How the SSL/TLS Renegotiation Protocol Change Affects Oracle HTTP Server and Oracle WebLogic Server (Doc ID 1301699.1)

Last updated on FEBRUARY 18, 2025

Applies to:

Oracle HTTP Server - Version 10.1.2.3.0 and later
Oracle Fusion Middleware - Version 10.1.2.0.0 and later
Oracle WebLogic Server - Version 10.3.1 and later
Information in this document applies to any platform.
Update January 2020 for Oracle HTTP Server: Ensure you are on version 12.2.1.3/12.1.3.0/11.1.1.9 with patches applied or 12.2.1.4 or newer.

See Is it Possible to Disable and Set Oracle HTTP Server "Secure Client-Initiated Renegotiation" to No?

Goal

There is a TLS/SSL protocol change implemented which affects the Oracle HTTP Server and Oracle WebLogic Server processing of HTTPS requests.

SSL/TLS Renegotiation Protocol Change For Oracle Fusion Middleware Products

Oracle HTTP Server and Oracle WebLogic Server provides an implementation of the SSL/TLS protocols used within Oracle Fusion Middleware topologies. One capability of these protocols is the negotiation of many characteristics of the communication between client and server, including ciphers and specific levels of the SSL or TLS protocols. The requirement for a client certificate can also be negotiated. In most cases, this negotiation takes place during the initial handshake.

In certain circumstances, the previously negotiated characteristics of communication may need to change; this procedure is known as renegotiation. The original IETF standard covering the renegotiation protocol had a defect which could be exploited under very limited circumstances. Common Vulnerabilities and Exposures (CVE) numbers are a method to track public vulnerabilities, provided on http://cve.mitre.org/ as CVE-2009-3555. The protocol has been corrected in RFC 5746, and providers of SSL/TLS implementations, including Oracle, are delivering updated SSL/TLS implementations which allow the new renegotiation protocol to be used when both the client and the server implement the new renegotiation protocol.

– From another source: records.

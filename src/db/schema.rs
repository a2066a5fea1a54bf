//! Database schema definitions

use rusqlite::{Connection, OptionalExtension};
use tracing::info;

use crate::types::{IdeaBankError, Result};

/// Current schema version for migrations
pub const SCHEMA_VERSION: i32 = 1;

/// Initialize the database schema
pub fn init_schema(conn: &Connection) -> Result<()> {
    let current_version = current_version(conn)?;

    if current_version == 0 {
        info!("Creating new database schema v{}", SCHEMA_VERSION);
        conn.execute_batch(SCHEMA)
            .map_err(|e| IdeaBankError::Database(format!("Failed to create tables: {}", e)))?;
        set_schema_version(conn, SCHEMA_VERSION)?;
    } else if current_version < SCHEMA_VERSION {
        info!("Migrating schema from v{} to v{}", current_version, SCHEMA_VERSION);
        set_schema_version(conn, SCHEMA_VERSION)?;
    } else {
        info!("Database schema is up to date (v{})", current_version);
    }

    Ok(())
}

/// Get current schema version (0 if not initialized)
pub fn current_version(conn: &Connection) -> Result<i32> {
    conn.execute(
        "CREATE TABLE IF NOT EXISTS schema_version (version INTEGER NOT NULL)",
        [],
    )
    .map_err(|e| IdeaBankError::Database(format!("Failed to create schema_version table: {}", e)))?;

    let version = conn
        .query_row("SELECT version FROM schema_version LIMIT 1", [], |row| row.get(0))
        .optional()?;

    Ok(version.unwrap_or(0))
}

fn set_schema_version(conn: &Connection, version: i32) -> Result<()> {
    conn.execute("DELETE FROM schema_version", [])?;
    conn.execute("INSERT INTO schema_version (version) VALUES (?1)", [version])?;
    Ok(())
}

const SCHEMA: &str = r#"
CREATE TABLE IF NOT EXISTS accounts (
    display_name TEXT PRIMARY KEY,
    preferred_name TEXT NOT NULL DEFAULT '',
    biography TEXT NOT NULL DEFAULT '',
    password_hash TEXT NOT NULL,
    salt_value TEXT NOT NULL,
    created_at TEXT NOT NULL,
    updated_at TEXT NOT NULL
);

CREATE TABLE IF NOT EXISTS concepts (
    identifier TEXT PRIMARY KEY,
    author TEXT NOT NULL REFERENCES accounts(display_name) ON DELETE CASCADE,
    title TEXT NOT NULL,
    description TEXT NOT NULL,
    diagram TEXT NOT NULL,
    created_at TEXT NOT NULL,
    updated_at TEXT NOT NULL,
    UNIQUE (author, title)
);

CREATE TABLE IF NOT EXISTS concept_links (
    ancestor TEXT NOT NULL REFERENCES concepts(identifier) ON DELETE CASCADE,
    descendant TEXT NOT NULL REFERENCES concepts(identifier) ON DELETE CASCADE,
    PRIMARY KEY (ancestor, descendant),
    CHECK (ancestor <> descendant)
);

CREATE TABLE IF NOT EXISTS follows (
    follower TEXT NOT NULL REFERENCES accounts(display_name) ON DELETE CASCADE,
    followee TEXT NOT NULL REFERENCES accounts(display_name) ON DELETE CASCADE,
    followed_on TEXT NOT NULL,
    PRIMARY KEY (follower, followee)
);

CREATE TABLE IF NOT EXISTS likes (
    user_liking TEXT NOT NULL REFERENCES accounts(display_name) ON DELETE CASCADE,
    concept_liked TEXT NOT NULL REFERENCES concepts(identifier) ON DELETE CASCADE,
    liked_on TEXT NOT NULL,
    PRIMARY KEY (user_liking, concept_liked)
);

CREATE TABLE IF NOT EXISTS comments (
    comment_id INTEGER PRIMARY KEY AUTOINCREMENT,
    comment_on TEXT NOT NULL REFERENCES concepts(identifier) ON DELETE CASCADE,
    comment_by TEXT NOT NULL REFERENCES accounts(display_name) ON DELETE CASCADE,
    free_text TEXT NOT NULL,
    response_to INTEGER REFERENCES comments(comment_id) ON DELETE CASCADE,
    created_at TEXT NOT NULL
);

CREATE INDEX IF NOT EXISTS idx_concepts_updated ON concepts(updated_at);
CREATE INDEX IF NOT EXISTS idx_links_descendant ON concept_links(descendant);
CREATE INDEX IF NOT EXISTS idx_comments_thread ON comments(comment_on, response_to);
"#;
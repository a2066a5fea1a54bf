//! Follow, like and comment query builders

use chrono::Utc;

use crate::db::Statement;

/// Builds statements against `follows`, `likes` and `comments`
pub struct EngagementDataService;

impl EngagementDataService {
    pub fn start_following(follower: &str, followee: &str) -> Statement {
        Statement::new(
            "INSERT INTO follows (follower, followee, followed_on) VALUES (?1, ?2, ?3) \
             RETURNING follower, followee",
        )
        .bind(follower)
        .bind(followee)
        .bind(Utc::now())
    }

    pub fn check_following(follower: &str, followee: &str) -> Statement {
        Statement::new("SELECT follower, followee FROM follows WHERE follower = ?1 AND followee = ?2")
            .bind(follower)
            .bind(followee)
    }

    pub fn revoke_following(follower: &str, followee: &str) -> Statement {
        Statement::new("DELETE FROM follows WHERE follower = ?1 AND followee = ?2")
            .bind(follower)
            .bind(followee)
    }

    pub fn start_liking(account: &str, concept: &str) -> Statement {
        Statement::new(
            "INSERT INTO likes (user_liking, concept_liked, liked_on) VALUES (?1, ?2, ?3) \
             RETURNING user_liking, concept_liked",
        )
        .bind(account)
        .bind(concept)
        .bind(Utc::now())
    }

    pub fn check_liking(account: &str, concept: &str) -> Statement {
        Statement::new(
            "SELECT user_liking, concept_liked FROM likes WHERE user_liking = ?1 AND concept_liked = ?2",
        )
        .bind(account)
        .bind(concept)
    }

    pub fn revoke_liking(account_unliking: &str, concept_unliked: &str) -> Statement {
        Statement::new("DELETE FROM likes WHERE user_liking = ?1 AND concept_liked = ?2")
            .bind(account_unliking)
            .bind(concept_unliked)
    }

    /// Post a comment, optionally in reply to another; returns the new comment id
    pub fn comment_on(
        concept_id: &str,
        comment_by: &str,
        free_text: &str,
        response_to: Option<i64>,
    ) -> Statement {
        Statement::new(
            "INSERT INTO comments (comment_on, comment_by, free_text, response_to, created_at) \
             SELECT ?1, ?2, ?3, ?4, ?5 \
             WHERE ?4 IS NULL \
                OR EXISTS (SELECT 1 FROM comments WHERE comment_id = ?4 AND comment_on = ?1) \
             RETURNING comment_id",
        )
        .bind(concept_id)
        .bind(comment_by)
        .bind(free_text)
        .bind(response_to)
        .bind(Utc::now())
    }

    /// Top-level comments when `response_to` is `None`, replies otherwise
    pub fn comments_on(concept_id: &str, response_to: Option<i64>) -> Statement {
        Statement::new(
            "SELECT comment_id, comment_by, free_text FROM comments \
             WHERE comment_on = ?1 AND response_to IS ?2 \
             ORDER BY created_at, comment_id",
        )
        .bind(concept_id)
        .bind(response_to)
    }
}
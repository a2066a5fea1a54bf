//! JWT token handling for account sessions
//!
//! Security notes:
//! - Tokens are signed with HS256 (HMAC-SHA256)
//! - Every token carries `exp` and `nbf`; both are enforced on validation
//! - In production, JWT_SECRET should be a strong random value from environment

use jsonwebtoken::{decode, encode, Algorithm, DecodingKey, EncodingKey, Header, Validation};
use serde::{Deserialize, Serialize};
use std::time::{SystemTime, UNIX_EPOCH};

use crate::types::IdeaBankError;

/// Default token lifetime (7 days)
pub const DEFAULT_EXPIRY_SECONDS: u64 = 7 * 24 * 60 * 60;

/// Payload stored in JWT token
#[derive(Debug, Clone, PartialEq, Eq, Serialize, Deserialize)]
pub struct Claims {
    /// Display name of the account the token was issued to
    pub username: String,
    /// Expiration time (Unix timestamp)
    pub exp: u64,
    /// Not valid before (Unix timestamp)
    pub nbf: u64,
}

/// Result of token validation
#[derive(Debug)]
pub struct TokenValidationResult {
    pub valid: bool,
    pub claims: Option<Claims>,
    pub error: Option<String>,
}

impl TokenValidationResult {
    pub fn valid(claims: Claims) -> Self {
        Self {
            valid: true,
            claims: Some(claims),
            error: None,
        }
    }

    pub fn invalid(error: impl Into<String>) -> Self {
        Self {
            valid: false,
            claims: None,
            error: Some(error.into()),
        }
    }
}

/// JWT validator and generator
#[derive(Clone)]
pub struct JwtValidator {
    secret: String,
    expiry_seconds: u64,
}

impl JwtValidator {
    /// Create a new JWT validator
    ///
    /// Returns an error if the secret is empty or too short
    pub fn new(secret: String, expiry_seconds: u64) -> Result<Self, IdeaBankError> {
        if secret.is_empty() {
            return Err(IdeaBankError::Config(
                "JWT_SECRET is required in production mode".into(),
            ));
        }

        if secret.len() < 32 {
            return Err(IdeaBankError::Config(
                "JWT_SECRET must be at least 32 characters".into(),
            ));
        }

        Ok(Self {
            secret,
            expiry_seconds,
        })
    }

    /// Create a validator for dev mode (allows empty secret)
    pub fn new_dev() -> Self {
        Self {
            secret: "dev-mode-secret-not-for-production-use-123456".into(),
            expiry_seconds: DEFAULT_EXPIRY_SECONDS,
        }
    }

    /// Sign a token for `username`, valid from now until the configured expiry
    pub fn generate_token(&self, username: &str) -> Result<String, IdeaBankError> {
        let now = SystemTime::now()
            .duration_since(UNIX_EPOCH)
            .map_err(|e| IdeaBankError::Internal(format!("System time error: {}", e)))?
            .as_secs();

        let claims = Claims {
            username: username.to_string(),
            exp: now + self.expiry_seconds,
            nbf: now,
        };

        encode(
            &Header::new(Algorithm::HS256),
            &claims,
            &EncodingKey::from_secret(self.secret.as_bytes()),
        )
        .map_err(|e| IdeaBankError::Internal(format!("Failed to generate token: {}", e)))
    }

    /// Verify and decode a JWT token
    pub fn verify_token(&self, token: &str) -> TokenValidationResult {
        let mut validation = Validation::new(Algorithm::HS256);
        validation.set_required_spec_claims(&["exp", "nbf"]);
        validation.validate_nbf = true;

        match decode::<Claims>(
            token,
            &DecodingKey::from_secret(self.secret.as_bytes()),
            &validation,
        ) {
            Ok(token_data) => TokenValidationResult::valid(token_data.claims),
            Err(err) => {
                use jsonwebtoken::errors::ErrorKind;
                let error_msg = match err.kind() {
                    ErrorKind::ExpiredSignature => "Token expired",
                    ErrorKind::ImmatureSignature => "Token not yet valid",
                    ErrorKind::InvalidToken => "Invalid token",
                    ErrorKind::InvalidSignature => "Invalid signature",
                    ErrorKind::MissingRequiredClaim(_) => "Missing required claim",
                    _ => "Token validation failed",
                };
                TokenValidationResult::invalid(error_msg)
            }
        }
    }
}

/// Extract token from Authorization header.
/// Supports "Bearer <token>" format and raw tokens.
pub fn extract_token_from_header(auth_header: Option<&str>) -> Option<&str> {
    let header = auth_header?;

    if let Some(token) = header.strip_prefix("Bearer ") {
        let token = token.trim();
        if !token.is_empty() {
            return Some(token);
        }
    }

    if !header.contains(' ') {
        let token = header.trim();
        if !token.is_empty() {
            return Some(token);
        }
    }

    None
}
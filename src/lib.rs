//! Idea Bank - request-processing core
//!
//! Endpoint handlers with a one-shot lifecycle, an authorization gate for
//! token-protected endpoints, transactional query scopes over SQLite and the
//! lineage builder that arranges concept links into a rooted tree.

pub mod auth;
pub mod config;
pub mod db;
pub mod handlers;
pub mod logging;
pub mod models;
pub mod routes;
pub mod server;
pub mod services;
pub mod types;

pub use config::Args;
pub use server::{run, AppState};
pub use types::{IdeaBankError, Result};
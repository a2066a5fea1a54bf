//! Liveness probe
//!
//! GET /health reports the service version and database pool usage.

use hyper::{Response, StatusCode};
use serde::Serialize;

use super::{json_response, BoxBody};
use crate::db::DbStats;
use crate::server::AppState;

#[derive(Debug, Serialize)]
pub struct HealthResponse {
    pub healthy: bool,
    pub version: &'static str,
    pub timestamp: String,
    pub mode: String,
    pub database: DbStats,
}

pub fn health_check(state: &AppState) -> Response<BoxBody> {
    let response = HealthResponse {
        healthy: true,
        version: env!("CARGO_PKG_VERSION"),
        timestamp: chrono::Utc::now().to_rfc3339(),
        mode: if state.args.dev_mode {
            "development".into()
        } else {
            "production".into()
        },
        database: state.db.stats(),
    };
    json_response(StatusCode::OK, &response)
}
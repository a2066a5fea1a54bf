//! Shared types for Idea Bank

pub mod error;

pub use error::{IdeaBankError, Result};
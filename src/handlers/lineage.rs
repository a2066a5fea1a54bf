//! Lineage trees of concepts
//!
//! A lineage is rooted at the most distant known ancestor of a focus concept.
//! Ancestors arrive nearest first; each one becomes the new root with the tree
//! built so far hanging beneath it. Descendants arrive nearest first as
//! (parent, child) edges and are attached below nodes already in the tree.
//!
//! Nodes live in an arena indexed by identifier, so grafting only rewrites
//! parent/child indices.

use std::collections::HashMap;

use serde_json::{json, Map, Value};
use tracing::debug;

use crate::db::{QueryScope, Row};
use crate::models::ConceptSimpleView;
use crate::services::{ConceptsDataService, ServiceProvider};
use crate::types::{IdeaBankError, Result};

/// How many links are followed in each direction
pub const LINEAGE_MAX_DEPTH: i64 = 10;

/// One row of a recursive link walk
#[derive(Debug, Clone, PartialEq, Eq)]
pub struct ConceptLinkEdge {
    pub ancestor: String,
    pub descendant: String,
    pub depth: i64,
}

impl TryFrom<Row> for ConceptLinkEdge {
    type Error = IdeaBankError;

    fn try_from(row: Row) -> Result<Self> {
        Ok(Self {
            ancestor: row.get("ancestor")?,
            descendant: row.get("descendant")?,
            depth: row.get("depth")?,
        })
    }
}

#[derive(Debug)]
struct LineageNode {
    identifier: String,
    view: ConceptSimpleView,
    parent: Option<usize>,
    children: Vec<usize>,
}

/// Rooted tree of concepts; every identifier appears once
#[derive(Debug)]
pub struct LineageTree {
    nodes: Vec<LineageNode>,
    index: HashMap<String, usize>,
    root: usize,
}

impl LineageTree {
    pub fn new(identifier: impl Into<String>, view: ConceptSimpleView) -> Self {
        let identifier = identifier.into();
        let mut index = HashMap::new();
        index.insert(identifier.clone(), 0);
        Self {
            nodes: vec![LineageNode {
                identifier,
                view,
                parent: None,
                children: Vec::new(),
            }],
            index,
            root: 0,
        }
    }

    pub fn size(&self) -> usize {
        self.nodes.len()
    }

    pub fn root(&self) -> &str {
        &self.nodes[self.root].identifier
    }

    pub fn contains(&self, identifier: &str) -> bool {
        self.index.contains_key(identifier)
    }

    pub fn parent_of(&self, identifier: &str) -> Option<&str> {
        let node = &self.nodes[*self.index.get(identifier)?];
        node.parent.map(|p| self.nodes[p].identifier.as_str())
    }

    pub fn children_of(&self, identifier: &str) -> Vec<&str> {
        self.index
            .get(identifier)
            .map(|&i| {
                self.nodes[i]
                    .children
                    .iter()
                    .map(|&c| self.nodes[c].identifier.as_str())
                    .collect()
            })
            .unwrap_or_default()
    }

    /// Hops from the root, `None` when absent
    pub fn depth_of(&self, identifier: &str) -> Option<usize> {
        let mut at = *self.index.get(identifier)?;
        let mut depth = 0;
        while let Some(parent) = self.nodes[at].parent {
            at = parent;
            depth += 1;
        }
        Some(depth)
    }

    fn push(&mut self, identifier: String, view: ConceptSimpleView, parent: Option<usize>) -> usize {
        let slot = self.nodes.len();
        self.index.insert(identifier.clone(), slot);
        self.nodes.push(LineageNode {
            identifier,
            view,
            parent,
            children: Vec::new(),
        });
        slot
    }

    /// Make `identifier` the new root with the current tree as its only child.
    /// Returns false, leaving the tree untouched, if it is already present.
    pub fn graft_under(&mut self, identifier: impl Into<String>, view: ConceptSimpleView) -> bool {
        let identifier = identifier.into();
        if self.contains(&identifier) {
            return false;
        }
        let old_root = self.root;
        let slot = self.push(identifier, view, None);
        self.nodes[slot].children.push(old_root);
        self.nodes[old_root].parent = Some(slot);
        self.root = slot;
        true
    }

    /// Add `identifier` as a child of `parent`.
    /// Returns false if `identifier` is already present.
    pub fn attach(
        &mut self,
        parent: &str,
        identifier: impl Into<String>,
        view: ConceptSimpleView,
    ) -> Result<bool> {
        let identifier = identifier.into();
        let Some(&parent_slot) = self.index.get(parent) else {
            return Err(IdeaBankError::Internal(format!(
                "Cannot attach {identifier}: parent {parent} is not in the lineage"
            )));
        };
        if self.contains(&identifier) {
            return Ok(false);
        }
        let slot = self.push(identifier, view, Some(parent_slot));
        self.nodes[parent_slot].children.push(slot);
        Ok(true)
    }

    /// Nested form: inner nodes are `{id: {"children": [..], "data": view}}`,
    /// leaves are `{id: {"data": view}}`; children are ordered by identifier
    pub fn to_value(&self) -> Value {
        self.node_value(self.root)
    }

    fn node_value(&self, slot: usize) -> Value {
        let node = &self.nodes[slot];
        let mut body = Map::new();

        if !node.children.is_empty() {
            let mut children = node.children.clone();
            children.sort_by(|a, b| self.nodes[*a].identifier.cmp(&self.nodes[*b].identifier));
            body.insert(
                "children".into(),
                Value::Array(children.into_iter().map(|c| self.node_value(c)).collect()),
            );
        }
        body.insert("data".into(), json!(node.view));

        let mut wrapper = Map::new();
        wrapper.insert(node.identifier.clone(), Value::Object(body));
        Value::Object(wrapper)
    }
}

/// Assembles the lineage of a concept from its link walks
pub struct LineageBuilder<'a> {
    provider: &'a ServiceProvider,
}

impl<'a> LineageBuilder<'a> {
    pub fn new(provider: &'a ServiceProvider) -> Self {
        Self { provider }
    }

    fn view(&self, identifier: &str) -> Result<ConceptSimpleView> {
        Ok(ConceptSimpleView {
            identifier: identifier.to_string(),
            thumbnail_url: self.provider.share_item(&format!("thumbnails/{identifier}"))?,
        })
    }

    /// Walk the links around `focus` inside `scope` and build its tree
    pub fn build(&self, scope: &mut QueryScope, focus: &str) -> Result<LineageTree> {
        scope.add_query(ConceptsDataService::find_parent_ideas(focus, LINEAGE_MAX_DEPTH));
        scope.exec_next()?;
        let parents = scope
            .results()?
            .all()
            .map(ConceptLinkEdge::try_from)
            .collect::<Result<Vec<_>>>()?;

        scope.add_query(ConceptsDataService::find_child_ideas(focus, LINEAGE_MAX_DEPTH));
        scope.exec_next()?;
        let children = scope
            .results()?
            .all()
            .map(ConceptLinkEdge::try_from)
            .collect::<Result<Vec<_>>>()?;

        debug!(
            focus,
            ancestors = parents.len(),
            descendants = children.len(),
            "Assembling lineage"
        );
        assemble(focus, parents, children, |id| self.view(id))
    }
}

/// Build the tree from edge lists already ordered nearest first
pub fn assemble(
    focus: &str,
    parents: impl IntoIterator<Item = ConceptLinkEdge>,
    children: impl IntoIterator<Item = ConceptLinkEdge>,
    view: impl Fn(&str) -> Result<ConceptSimpleView>,
) -> Result<LineageTree> {
    let mut tree = LineageTree::new(focus, view(focus)?);

    for edge in parents {
        if tree.contains(&edge.ancestor) {
            debug!("Ancestor {} already in lineage", edge.ancestor);
            continue;
        }
        let node_view = view(&edge.ancestor)?;
        tree.graft_under(edge.ancestor, node_view);
    }

    for edge in children {
        if tree.contains(&edge.descendant) {
            debug!("Descendant {} already in lineage", edge.descendant);
            continue;
        }
        let node_view = view(&edge.descendant)?;
        tree.attach(&edge.ancestor, edge.descendant, node_view)?;
    }

    Ok(tree)
}
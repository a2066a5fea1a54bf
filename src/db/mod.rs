//! SQLite backing store for Idea Bank
//!
//! ## Architecture
//!
//! - `Database` owns an r2d2 pool of rusqlite connections (WAL, foreign keys on)
//! - `SqliteSessionFactory` hands each query scope one pooled connection
//!   holding an open transaction
//! - `QueryScope` buffers statements and commits or rolls back as a unit
//!
//! ## Tables
//!
//! - `accounts` - display name, profile text, password hash and salt
//! - `concepts` - author/title keyed ideas with description and diagram
//! - `concept_links` - ancestor -> descendant edges forming a DAG
//! - `follows`, `likes`, `comments` - engagement records

pub mod results;
pub mod schema;
pub mod scope;
pub mod session;
pub mod statement;

use r2d2::Pool;
use rusqlite::Connection;
use std::path::{Path, PathBuf};
use std::time::Duration;
use tracing::{debug, info};

use crate::types::{IdeaBankError, Result};

pub use results::{ResultSet, Row};
pub use scope::QueryScope;
pub use session::{Session, SessionFactory, SqliteSession, SqliteSessionFactory};
pub use statement::{Param, Statement};

/// r2d2 connection manager for on-disk SQLite databases
#[derive(Debug, Clone)]
pub struct SqliteManager {
    path: PathBuf,
}

impl SqliteManager {
    pub fn new(path: impl Into<PathBuf>) -> Self {
        Self { path: path.into() }
    }
}

impl r2d2::ManageConnection for SqliteManager {
    type Connection = Connection;
    type Error = rusqlite::Error;

    fn connect(&self) -> std::result::Result<Connection, rusqlite::Error> {
        let conn = Connection::open(&self.path)?;
        conn.pragma_update_and_check(None, "journal_mode", "WAL", |row| row.get::<_, String>(0))?;
        conn.pragma_update(None, "synchronous", "NORMAL")?;
        conn.pragma_update(None, "foreign_keys", "ON")?;
        conn.busy_timeout(Duration::from_secs(5))?;
        Ok(conn)
    }

    fn is_valid(&self, conn: &mut Connection) -> std::result::Result<(), rusqlite::Error> {
        conn.execute_batch("SELECT 1")
    }

    fn has_broken(&self, conn: &mut Connection) -> bool {
        // A connection must never go back to the pool mid-transaction
        !conn.is_autocommit()
    }
}

/// Explicitly constructed connection pool handle
pub struct Database {
    pool: Pool<SqliteManager>,
}

impl Database {
    /// Open or create the database and bring its schema up to date
    pub fn open(path: &Path, pool_size: u32) -> Result<Self> {
        info!("Opening SQLite database at {:?} (pool size {})", path, pool_size);

        if pool_size == 0 {
            return Err(IdeaBankError::Config(
                "Database pool size must be at least 1".into(),
            ));
        }

        let pool = Pool::builder()
            .max_size(pool_size)
            .build(SqliteManager::new(path))?;

        let db = Self { pool };
        db.with_conn(schema::init_schema)?;
        Ok(db)
    }

    /// Run `f` with a pooled connection outside any query scope
    pub fn with_conn<F, T>(&self, f: F) -> Result<T>
    where
        F: FnOnce(&Connection) -> Result<T>,
    {
        let conn = self.pool.get()?;
        f(&conn)
    }

    /// Session factory for query scopes
    pub fn sessions(&self) -> SqliteSessionFactory {
        SqliteSessionFactory::new(self.pool.clone())
    }

    /// Pool statistics for health reporting
    pub fn stats(&self) -> DbStats {
        let state = self.pool.state();
        DbStats {
            connections: state.connections,
            idle_connections: state.idle_connections,
        }
    }

    /// Tear the pool down; outstanding session factories keep their clones alive
    pub fn close(self) {
        debug!("Closing database pool");
        drop(self.pool);
    }
}

/// Connection pool statistics
#[derive(Debug, Clone, serde::Serialize)]
pub struct DbStats {
    pub connections: u32,
    pub idle_connections: u32,
}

This document outlines the changes made to the Oracle HTTP Server and Oracle WebLogic Server, including new configuration settings. The primary change has been implemented to secure your system in base releases, patch sets, and through the Critical Patch Update program. It is recommended to ensure your Oracle products are at an expected level to consume these fixes, test your HTTPS connections and ensure it is working as expected.

Critical Patch Updates

Oracle currently delivers the latest Critical Patch Updates on a quarterly basis: January, April, July, and October of each year. You should continually install these updates to secure your installation. Note that all fixes are rolled into the next Patch Set and CPUs are made available on all versions under error correction support. To obtain Critical Patch Updates, Oracle recommends the following as a starting point:
Critical Patch Updates (CPU) and Security Alerts
[ https://www.oracle.com/technetwork/topics/security/alerts-086861.html ]
A Security Advisory documents the vulnerabilities for a CPU release. A Patch Availability Document provides the cumulative patches for each product version. At the time of this reading, it is recommended that you obtain the latest CPU documentation and patches.

The initial CPU associated to CVE-2009-3555 for Oracle Fusion Middleware are within the Patch Availability Documents are as follows:

<Note 1291877.1> Patch Set Update and Critical Patch Update April 2011 Availability Document
<Note 1089046.1> Critical Patch Update July 2010 Patch Availability Document for Oracle BEA Releases
March 30, 2010 Java SE and Java for Business Critical Patch Update
[ https://www.oracle.com/technetwork/topics/security/javacpumar2010-083341.html ]

For reference purposes only, search the above for "CVE-2009-3555" for the affected products and associated patches.
When viewing the latest Patch Availability Document for the Oracle HTTP Server, see the section for "Oracle Fusion Middleware" and a reference to the My Oracle Support Doc ID "1301699.1" (this document), as it signifies a patch provided for this reason.